El manual de bienvenida: el documento que ahorra cien preguntas

El equipo de CoproHarmony6 de septiembre de 20267 min de lectura
Etiquetasvida en comunidadcomunicaciónvecinosorganización
Nuevo vecino recibiendo la información práctica del edificio

Quien llega hace las mismas doce preguntas que el anterior. Responderlas una vez, por escrito, ahorra diez años de timbrazos.

Una vivienda cambia de manos, entra un inquilino: quien llega no sabe nada del edificio. Dónde y qué día se sacan las basuras, cómo conseguir un mando, quién llama al técnico del ascensor un domingo, hasta qué hora se puede taladrar, dónde se aparca una bicicleta.

Nada de eso está escrito. No está en los estatutos, demasiado jurídicos, ni en las actas, ilegibles para quien acaba de llegar. Se transmite de palabra, mal, y a través de quien tiene la desgracia de ser visible: un miembro de la junta.

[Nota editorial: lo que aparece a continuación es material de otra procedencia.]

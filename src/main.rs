//! CLI entry point for the recursive subdivision mosaic generator

use clap::Parser;
use tilemosaic::io::cli::{Cli, LayoutProcessor};

fn main() -> tilemosaic::Result<()> {
    let cli = Cli::parse();
    env_logger::Builder::new()
        .filter_level(cli.log_filter())
        .parse_default_env()
        .init();

    let mut processor = LayoutProcessor::new(cli);
    processor.process()?;
    Ok(())
}
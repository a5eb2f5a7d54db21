/// Command-line parsing and batch orchestration
pub mod cli;
/// Constants and defaults
pub mod configuration;
/// Error types
pub mod error;
/// JSON layout export
pub mod export;
/// PNG rendering
pub mod image;
/// Progress display
pub mod progress;
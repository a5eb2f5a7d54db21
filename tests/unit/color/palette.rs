//! Tests for the default palette, custom palette loading and uniform picks

#[cfg(test)]
mod tests {
    use rand::SeedableRng;
    use rand::rngs::StdRng;
    use std::collections::HashSet;
    use std::fs;
    use std::path::Path;
    use tempfile::TempDir;
    use tilemosaic::MosaicError;
    use tilemosaic::color::palette::{NamedColor, Palette};
    use tilemosaic::color::shading::ColorValue;

    // Tests the default palette carries the whites, neutrals and greys
    #[test]
    fn test_default_palette_contents() {
        let palette = Palette::default();
        assert_eq!(palette.len(), 22);
        assert!(!palette.is_empty());

        let first = palette.entries().first().cloned();
        assert_eq!(first, Some(NamedColor::new("Cardboard", 0xF9F9F7)));
        let last = palette.entries().last().cloned();
        assert_eq!(last, Some(NamedColor::new("Wooden Boat", 0xB8BFAC)));
    }

    // Tests empty palettes are rejected
    // Verified by removing the emptiness check
    #[test]
    fn test_new_rejects_empty() {
        let result = Palette::new(Vec::new());
        assert!(matches!(result, Err(MosaicError::InvalidPalette { .. })));
    }

    // Tests JSON parsing of {name, hex} entries
    #[test]
    fn test_from_json_str() {
        let json = r##"[
            {"name": "Milk", "hex": "#FFFFE5"},
            {"name": "Oyster 3", "hex": "#999b89"}
        ]"##;
        let palette = Palette::from_json_str(json, Path::new("inline.json"));
        let palette = palette.unwrap_or_else(|e| unreachable!("valid palette rejected: {e}"));

        assert_eq!(palette.len(), 2);
        let colors: Vec<ColorValue> = palette.entries().iter().map(|e| e.color).collect();
        assert_eq!(
            colors,
            vec![ColorValue::from_u32(0xFFFFE5), ColorValue::from_u32(0x999B89)]
        );
    }

    // Tests malformed colours and empty arrays fail to parse
    #[test]
    fn test_from_json_str_rejects_invalid() {
        let origin = Path::new("bad.json");
        let bad_hex = r#"[{"name": "Mud", "hex": "brown"}]"#;
        assert!(matches!(
            Palette::from_json_str(bad_hex, origin),
            Err(MosaicError::Serialization { .. })
        ));

        assert!(matches!(
            Palette::from_json_str("[]", origin),
            Err(MosaicError::InvalidPalette { .. })
        ));
    }

    // Tests loading a palette file from disk and reporting missing files
    #[test]
    fn test_from_json_file() {
        let temp_dir = TempDir::new().unwrap();
        let path = temp_dir.path().join("palette.json");
        fs::write(&path, r##"[{"name": "Linen", "hex": "#FBFBF4"}]"##).unwrap();

        let palette = Palette::from_json_file(&path).unwrap();
        assert_eq!(palette.len(), 1);

        let missing = Palette::from_json_file(&temp_dir.path().join("missing.json"));
        assert!(matches!(missing, Err(MosaicError::FileSystem { .. })));
    }

    // Tests choose eventually returns every entry
    // Verified by always returning the first entry
    #[test]
    fn test_choose_reaches_every_entry() {
        let palette = Palette::default();
        let mut rng = StdRng::seed_from_u64(3);
        let mut seen = HashSet::new();
        for _ in 0..2000 {
            if let Some(entry) = palette.choose(&mut rng) {
                seen.insert(entry.name.clone());
            }
        }
        assert_eq!(seen.len(), palette.len());
    }
}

No es un documento oficial, y esa es su fuerza

El manual no sustituye a los estatutos ni a los acuerdos: los traduce al uso diario. No tiene por tanto valor vinculante propio: recuerda, no inventa.

Precisamente por eso la junta puede mantenerlo sin procedimiento alguno y actualizarlo cuando la realidad cambia. Mira leer y modificar los estatutos.

Qué debe contener

  • Residuos: dónde están los cuartos, días de recogida, enseres, reciclaje.
  • Accesos: mandos, llaves, portero automático, a quién pedirlos y a qué coste.
  • Urgencias: ascensor parado, fuga, corte de luz, con los teléfonos al día.
  • Horarios: obras ruidosas, uso de zonas comunes, entregas.
  • Aparcamiento: plazas, visitas, bicicletas, motos.
  • Interlocutores: administrador, conserje, junta, y qué atiende cada uno.
  • Cómo comunicar un problema y dónde seguir su tramitación.

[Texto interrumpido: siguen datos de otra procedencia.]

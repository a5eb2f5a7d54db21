//! PNG preview of a layout with faint tile borders and optional tile numbers

use crate::color::shading::ColorValue;
use crate::io::configuration::{BORDER_OPACITY, BORDER_WIDTH, LABEL_INSET, LABEL_SCALE};
use crate::io::error::{MosaicError, Result, WithPath};
use crate::spatial::layout::{Layout, LeafRecord};
use ab_glyph::FontRef;
use image::{Rgb, RgbImage};
use imageproc::drawing::{draw_text_mut, text_size};
use std::path::Path;

static LABEL_FONT: &[u8] = include_bytes!("../../assets/fonts/DejaVuSansMono-Bold.ttf");

const LABEL_COLOR: Rgb<u8> = Rgb([0, 0, 0]);

/// Pixel span `[start, end)` whose centres fall inside `[min, max)`
fn pixel_span(min: f64, max: f64, limit: u32) -> (u32, u32) {
    let clamp = |edge: f64| (edge - 0.5).ceil().clamp(0.0, f64::from(limit)) as u32;
    (clamp(min), clamp(max))
}

// Blend toward black the way a translucent border sits over the tile
fn border_shade(color: ColorValue) -> Rgb<u8> {
    let darken = |channel: u8| (f64::from(channel) * (1.0 - BORDER_OPACITY)).round() as u8;
    Rgb([darken(color.r), darken(color.g), darken(color.b)])
}

/// Pixel bounds `(x0, x1, y0, y1)` of `leaf`, or `None` if it covers no pixel
fn leaf_pixels(img: &RgbImage, leaf: &LeafRecord, origin: (f64, f64)) -> Option<[u32; 4]> {
    let rect = &leaf.rect;
    let (x0, x1) = pixel_span(rect.x - origin.0, rect.right() - origin.0, img.width());
    let (y0, y1) = pixel_span(rect.y - origin.1, rect.bottom() - origin.1, img.height());
    (x0 < x1 && y0 < y1).then_some([x0, x1, y0, y1])
}

fn paint_leaf(img: &mut RgbImage, leaf: &LeafRecord, origin: (f64, f64)) {
    let Some([x0, x1, y0, y1]) = leaf_pixels(img, leaf, origin) else {
        return;
    };

    let fill = Rgb::from(leaf.color);
    let border = border_shade(leaf.color);
    for py in y0..y1 {
        for px in x0..x1 {
            let on_border = px < x0 + BORDER_WIDTH
                || px + BORDER_WIDTH >= x1
                || py < y0 + BORDER_WIDTH
                || py + BORDER_WIDTH >= y1;
            img.put_pixel(px, py, if on_border { border } else { fill });
        }
    }
}

// Labels that would not fit inside their tile are skipped
fn label_leaf(img: &mut RgbImage, leaf: &LeafRecord, origin: (f64, f64), font: &FontRef<'_>) {
    let Some([x0, x1, y0, y1]) = leaf_pixels(img, leaf, origin) else {
        return;
    };
    let text = leaf.sequence_number.to_string();
    let (text_width, text_height) = text_size(LABEL_SCALE, font, &text);

    let x = x0 + LABEL_INSET;
    let y = y0 + LABEL_INSET;
    if x + text_width > x1 || y + text_height > y1 {
        return;
    }
    let (Ok(x), Ok(y)) = (i32::try_from(x), i32::try_from(y)) else {
        return;
    };
    draw_text_mut(img, LABEL_COLOR, x, y, LABEL_SCALE, font, &text);
}

/// Rasterize `layout` at one pixel per unit
///
/// Each pixel takes the colour of the tile containing its centre. Tiles
/// too thin to contain a pixel centre leave no mark. With `numbered`, each
/// tile large enough to hold it gets its sequence number near the top-left
/// corner.
///
/// # Errors
///
/// Returns an error if the root covers no pixels or the label font fails to load
pub fn render_layout(layout: &Layout, numbered: bool) -> Result<RgbImage> {
    let root = layout.root();
    let width = root.width.ceil() as u32;
    let height = root.height.ceil() as u32;
    if width == 0 || height == 0 {
        return Err(MosaicError::InvalidParameter {
            parameter: "root",
            value: format!("{}x{}", root.width, root.height),
            reason: "cannot render an empty region".to_string(),
        });
    }

    let origin = (root.x, root.y);
    let mut img = RgbImage::new(width, height);
    for leaf in layout.leaves() {
        paint_leaf(&mut img, leaf, origin);
    }

    if numbered {
        let font =
            FontRef::try_from_slice(LABEL_FONT).map_err(|source| MosaicError::LabelFont { source })?;
        for leaf in layout.leaves() {
            label_leaf(&mut img, leaf, origin, &font);
        }
    }
    Ok(img)
}

/// Render `layout` and save it as a PNG
///
/// # Errors
///
/// Returns an error if:
/// - The root covers no pixels or the label font fails to load
/// - The parent directory cannot be created
/// - The image cannot be saved to the specified path
pub fn export_layout_as_png(layout: &Layout, output_path: &Path, numbered: bool) -> Result<()> {
    let img = render_layout(layout, numbered)?;

    if let Some(parent) = output_path.parent() {
        std::fs::create_dir_all(parent).with_path(parent, "create directory")?;
    }

    img.save(output_path)
        .map_err(|source| MosaicError::ImageExport {
            path: output_path.to_path_buf(),
            source,
        })?;
    log::info!("Rendered preview to {}", output_path.display());
    Ok(())
}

Las dos últimas líneas son las que más tiempo ahorran: quien sabe dónde avisar no llamará al timbre del vecino de la junta a las diez de la noche. Mira el registro de incidencias.

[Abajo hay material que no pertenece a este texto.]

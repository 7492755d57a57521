//! `ArcGIS` `FeatureServer` / `MapServer` parcel fetcher.
//!
//! Point lookups use `geometryType=esriGeometryPoint` with
//! `spatialRel=esriSpatialRelIntersects`. Radius lookups add
//! `distance`/`units=esriSRUnit_Meter`, which buffers the point server-side,
//! and paginate via `resultOffset` while the server reports
//! `exceededTransferLimit`.

use std::time::Duration;

use geo::{Centroid, LineString, MultiPolygon, Polygon, Winding};
use zone_map_jurisdiction::JurisdictionConfig;
use zone_map_zoning_models::GeoPoint;

use super::{RawParcel, send_json};
use crate::ParcelError;
use crate::normalize::requested_fields;

/// Records per page when the jurisdiction does not set `page_size`.
pub const DEFAULT_PAGE_SIZE: u32 = 1000;

/// A radius query against one `ArcGIS` layer.
#[derive(Debug, Clone, Copy)]
pub struct RadiusQuery<'a> {
    /// Layer query URL (up to `.../query`).
    pub url: &'a str,
    /// Extra `where` clause, `1=1` when absent.
    pub where_clause: Option<&'a str>,
    /// Records per page.
    pub page_size: u32,
    /// Query center.
    pub point: GeoPoint,
    /// Buffer distance in meters.
    pub radius_meters: f64,
}

/// One parsed page of an `ArcGIS` query response.
#[derive(Debug, Default)]
pub struct ArcgisPage {
    /// Parcels on this page.
    pub parcels: Vec<RawParcel>,
    /// Whether the server truncated the result set.
    pub exceeded_transfer_limit: bool,
}

/// Fetches the parcels intersecting a point.
///
/// # Errors
///
/// Returns [`ParcelError`] if the request fails or the response cannot be
/// parsed.
pub async fn fetch_at_point(
    client: &reqwest::Client,
    config: &JurisdictionConfig,
    url: &str,
    where_clause: Option<&str>,
    point: GeoPoint,
    request_timeout: Duration,
) -> Result<Vec<RawParcel>, ParcelError> {
    let geometry = format!("{},{}", point.longitude, point.latitude);
    let out_fields = requested_fields(config).join(",");

    let request = client.get(url).query(&[
        ("where", where_clause.unwrap_or("1=1")),
        ("geometry", geometry.as_str()),
        ("geometryType", "esriGeometryPoint"),
        ("inSR", "4326"),
        ("spatialRel", "esriSpatialRelIntersects"),
        ("outFields", out_fields.as_str()),
        ("returnGeometry", "true"),
        ("outSR", "4326"),
        ("f", "json"),
    ]);

    let json = send_json(request, config.id(), request_timeout).await?;
    Ok(parse_page(&json, config.id())?.parcels)
}

/// Fetches every parcel within the query radius.
///
/// # Errors
///
/// Returns [`ParcelError`] if any page request fails or cannot be parsed.
pub async fn fetch_within(
    client: &reqwest::Client,
    config: &JurisdictionConfig,
    query: &RadiusQuery<'_>,
    request_timeout: Duration,
) -> Result<Vec<RawParcel>, ParcelError> {
    let geometry = format!("{},{}", query.point.longitude, query.point.latitude);
    let distance = query.radius_meters.to_string();
    let out_fields = requested_fields(config).join(",");
    let page_size = query.page_size.to_string();
    let order_by = config.fields().parcel_id.as_str();

    let mut all_parcels = Vec::new();
    let mut offset = 0usize;

    loop {
        let offset_str = offset.to_string();
        let request = client.get(query.url).query(&[
            ("where", query.where_clause.unwrap_or("1=1")),
            ("geometry", geometry.as_str()),
            ("geometryType", "esriGeometryPoint"),
            ("inSR", "4326"),
            ("spatialRel", "esriSpatialRelIntersects"),
            ("distance", distance.as_str()),
            ("units", "esriSRUnit_Meter"),
            ("outFields", out_fields.as_str()),
            ("returnGeometry", "true"),
            ("outSR", "4326"),
            ("orderByFields", order_by),
            ("resultOffset", offset_str.as_str()),
            ("resultRecordCount", page_size.as_str()),
            ("f", "json"),
        ]);

        let json = send_json(request, config.id(), request_timeout).await?;
        let page = parse_page(&json, config.id())?;
        let count = page.parcels.len();
        log::debug!("{}: offset={offset}, page={count}", config.id());

        if count == 0 {
            break;
        }
        all_parcels.extend(page.parcels);

        if !page.exceeded_transfer_limit {
            break;
        }
        offset += count;
    }

    Ok(all_parcels)
}

/// Parses an `ArcGIS` `f=json` query response.
///
/// # Errors
///
/// Returns [`ParcelError::DataSourceUnavailable`] for server-side API
/// errors (code >= 500) and [`ParcelError::InvalidResponse`] for other API
/// errors or a missing `features` array.
pub fn parse_page(json: &serde_json::Value, jurisdiction: &str) -> Result<ArcgisPage, ParcelError> {
    if let Some(error) = json.get("error") {
        let code = error["code"].as_i64().unwrap_or(0);
        let message = format!(
            "ArcGIS API error {code}: {}",
            error["message"].as_str().unwrap_or("unknown error")
        );
        return Err(if code >= 500 {
            ParcelError::DataSourceUnavailable {
                jurisdiction: jurisdiction.to_string(),
                message,
            }
        } else {
            ParcelError::InvalidResponse {
                jurisdiction: jurisdiction.to_string(),
                message,
            }
        });
    }

    let features = json["features"]
        .as_array()
        .ok_or_else(|| ParcelError::InvalidResponse {
            jurisdiction: jurisdiction.to_string(),
            message: "No features array in ArcGIS response".to_string(),
        })?;

    // ArcGIS wraps attributes in { "attributes": {...}, "geometry": {...} }
    let parcels = features
        .iter()
        .filter_map(|feature| {
            let attributes = feature.get("attributes")?.as_object()?.clone();
            let centroid = feature.get("geometry").and_then(esri_centroid);
            Some(RawParcel {
                attributes,
                centroid,
            })
        })
        .collect();

    Ok(ArcgisPage {
        parcels,
        exceeded_transfer_limit: json["exceededTransferLimit"].as_bool().unwrap_or(false),
    })
}

/// Computes the centroid of an Esri JSON geometry (`{ "x", "y" }` or
/// `{ "rings": [...] }`).
///
/// Esri polygons list exterior rings clockwise and holes counter-clockwise;
/// only exterior rings contribute.
fn esri_centroid(geometry: &serde_json::Value) -> Option<GeoPoint> {
    if let (Some(x), Some(y)) = (geometry["x"].as_f64(), geometry["y"].as_f64()) {
        return Some(GeoPoint::new(x, y));
    }

    let rings: Vec<LineString<f64>> = geometry
        .get("rings")?
        .as_array()?
        .iter()
        .filter_map(|ring| {
            let coords: Vec<(f64, f64)> = ring
                .as_array()?
                .iter()
                .filter_map(|pt| Some((pt.get(0)?.as_f64()?, pt.get(1)?.as_f64()?)))
                .collect();
            (coords.len() >= 3).then(|| LineString::from(coords))
        })
        .collect();

    let exteriors: Vec<_> = rings.iter().filter(|r| r.is_cw()).cloned().collect();
    let exteriors = if exteriors.is_empty() { rings } else { exteriors };

    let polygons = MultiPolygon(
        exteriors
            .into_iter()
            .map(|ring| Polygon::new(ring, vec![]))
            .collect(),
    );
    let centroid = polygons.centroid()?;
    Some(GeoPoint::new(centroid.x(), centroid.y()))
}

Qué no debe contener bajo ningún concepto

Nombres y datos personales de los miembros de la junta, la lista de propietarios, información sobre impagos o procedimientos. Un manual circula: acaba en manos de una agencia, en un anuncio, en un buzón compartido.

Indica funciones y un canal de contacto, no personas. Mira la protección de datos en la junta.

Un manual de bienvenida se amortiza en la tercera mudanza. En un edificio de treinta viviendas, eso ocurre en un año.

Mantenerlo al día, o no hacerlo

Un manual con el teléfono de una empresa sustituida hace dos años es peor que no tenerlo: manda a la gente al sitio equivocado y desacredita a la junta.

La regla práctica: una relectura al año, cuando se prepara la junta general y los contratos ya están sobre la mesa. Mira la visita anual.

Entregarlo en el momento adecuado

Un manual entregado seis meses después de la mudanza no sirve: los hábitos ya están tomados, a menudo los malos. El momento útil es la llegada, y eso exige saber que hay una llegada.

  • El administrador conoce las ventas: se le comunican las transmisiones.
  • La junta ve las mudanzas antes que nadie.
  • El propietario arrendador puede entregarlo con las llaves a su inquilino.

La tercera línea es la olvidada, aunque en muchos edificios la mayoría de las llegadas son inquilinos, que nunca reciben nada de la comunidad. Mira los gastos repercutibles en lo que les afecta.

Un efecto secundario útil

Redactar el manual obliga a la junta a constatar lo que ella misma ignora: qué contrato de ascensor hay, quién acude de noche, dónde están los planos, quién tiene la copia de la llave del cuarto técnico. Muchas juntas descubren su edificio escribiendo dos páginas.